U.S. Route 62 (US 62) is a US highway that runs from the Mexico–US border at El Paso, TX to the Canada-US border at Niagara Falls, NY. In Texas, the highway exists in two segments separated by a segment in New Mexico. US 62 is a major corridor in West Texas as it connects the cities of El Paso and Lubbock.

Route description

Trans-Pecos
US 62 begins at the Santa Fe Street Bridge at the Mexico–US border in El Paso concurrent with U.S. Route 85. US 62 ends its overlap with US 85 and runs along E. Paisano Drive through Downtown El Paso. The highway runs northeast and passes by the Chamizal National Memorial before interchanging with Interstate 110 and U.S. Route 54. US 62 continues to run along E. Paisano Drive and has a short overlap with State Highway 20, which both enters and leaves via a traffic circle. The highway meets Interstate 10, where it begins an overlap with U.S. Route 180. Just north of I-10, US 62/180 leave E. Paisano Drive and begin to run along Montana Avenue, passing just south of El Paso International Airport. The section of Montana Avenue from Global Reach Drive/N. Yarbrough Drive to Rich Beem Boulevard runs along the reservation line to Fort Bliss.
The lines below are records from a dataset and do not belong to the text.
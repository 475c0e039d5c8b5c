// order_flow/src/pipeline/execution.rs

//! Contains the `Pipeline::run()` method, responsible for executing the pipeline's steps and handlers.

use crate::core::control::{PipelineControl, PipelineResult};
use crate::core::handler::Handler;
use crate::error::FlowError;
use crate::pipeline::definition::Pipeline;
use tracing::{event, instrument, span, Level};

impl<TData, Err> Pipeline<TData, Err>
where
  TData: 'static,
  Err: std::error::Error + From<FlowError> + Send + Sync + 'static,
{
  /// Executes the pipeline against `data`.
  ///
  /// Steps run in order. A step is skipped when its skip condition holds, or
  /// when it is optional and has no handlers. A non-optional step without
  /// handlers fails the run with `FlowError::HandlerMissing` converted into `Err`.
  ///
  /// Returns `PipelineResult::Stopped` as soon as a handler returns
  /// `PipelineControl::Stop`, and the handler's error as soon as one fails.
  /// Later handlers and steps do not run in either case.
  #[instrument(
        name = "Pipeline::run",
        skip_all,
        fields(
            pipeline_data_type = %std::any::type_name::<TData>(),
            pipeline_error_type = %std::any::type_name::<Err>(),
            num_steps = self.steps.len(),
        ),
        err(Display)
    )]
  pub fn run(&self, data: &mut TData) -> Result<PipelineResult, Err> {
    event!(Level::DEBUG, "Pipeline execution starting.");

    for (step_idx, step_def) in self.steps.iter().enumerate() {
      let step_name_str = step_def.name.as_str();

      let step_span = span!(
        Level::INFO,
        "pipeline_step_execution",
        step_name = step_name_str,
        step_index = step_idx,
        optional = step_def.optional
      );
      let _step_span_guard = step_span.enter();
      event!(Level::DEBUG, "Processing step.");

      if let Some(skip_cond_fn) = &step_def.skip_if {
        if skip_cond_fn(&*data) {
          event!(Level::INFO, "Step skipped due to 'skip_if' condition.");
          continue;
        }
      }

      let has_handlers = [&self.before, &self.on, &self.after]
        .iter()
        .any(|phase| phase.get(step_name_str).is_some_and(|v| !v.is_empty()));

      if !has_handlers {
        if step_def.optional {
          event!(Level::DEBUG, "Optional step has no handlers, skipping.");
          continue;
        }
        event!(Level::ERROR, "Non-optional step has no handlers.");
        return Err(Err::from(FlowError::HandlerMissing {
          step_name: step_def.name.clone(),
        }));
      }

      for (phase_name, phase) in [("before", &self.before), ("on", &self.on), ("after", &self.after)] {
        if let Some(handlers) = phase.get(step_name_str) {
          if run_phase(phase_name, handlers, &mut *data)? == PipelineControl::Stop {
            return Ok(PipelineResult::Stopped);
          }
        }
      }
      event!(Level::DEBUG, "Step processing finished successfully.");
    }

    event!(Level::DEBUG, "Pipeline execution completed successfully.");
    Ok(PipelineResult::Completed)
  }
}

fn run_phase<TData, Err>(
  phase_name: &'static str,
  handlers: &[Handler<TData, Err>],
  data: &mut TData,
) -> Result<PipelineControl, Err>
where
  Err: std::error::Error,
{
  for (handler_idx, handler_fn) in handlers.iter().enumerate() {
    let handler_span = span!(Level::DEBUG, "step_handler", phase = phase_name, handler_index = handler_idx);
    let _handler_span_guard = handler_span.enter();
    match handler_fn(&mut *data) {
      Ok(PipelineControl::Continue) => {}
      Ok(PipelineControl::Stop) => {
        event!(Level::INFO, phase = phase_name, "Pipeline stopped by a handler.");
        return Ok(PipelineControl::Stop);
      }
      Err(e) => {
        event!(Level::ERROR, error = %e, phase = phase_name, "Handler failed.");
        return Err(e);
      }
    }
  }
  Ok(PipelineControl::Continue)
}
Development begins to steadily decrease along the highway east of Loop 375 as US 62 runs through the communities of Homestead Meadows North/Homestead Meadows South, Butterfield, and Montana Vista. After leaving El Paso County, the highway runs through sparsely populated areas and the town of Pine Springs near Guadalupe Mountains National Park. The highway winds through the Guadalupe Mountains before crossing into New Mexico.

South Plains
US 62/180 reenters Texas from New Mexico between Hobbs and Seminole. US 62 ends its overlap with US 180 in Seminole and begins an overlap with U.S. Route 385. The two highways run north-northeast through the towns of Seagraves and Wellman before entering Brownfield. In Brownfield, US 62 has a short overlap with U.S. Route 380 and State Highway 137 and begins an overlap with U.S. Route 82. US 385 leaves the concurrency in the northern part of the town. US 62/82 run through the towns of Meadow and Ropesville before entering metro Lubbock and the town of Wolfforth. The highway bypasses the town as a freeway and enters Lubbock near the 82nd Street exit. US 62/82 becomes a divided highway between 82nd Street and Spur 327 before becoming a freeway again, which is known locally as the Marsha Sharp Freeway. US 62 runs along the Marsha Sharp Freeway through a heavily developed area of southwest Lubbock before leaving US 82 at State Highway 114. US 62/SH 114 run through the heart of the city on 19th Street before becoming Idalou Road at Martin Luther King, Jr. Boulevard. The highway rejoins US 82 near the East Loop 289 interchange. The highways run northeast out of the city before turning in a predominantly east direction in Idalou. 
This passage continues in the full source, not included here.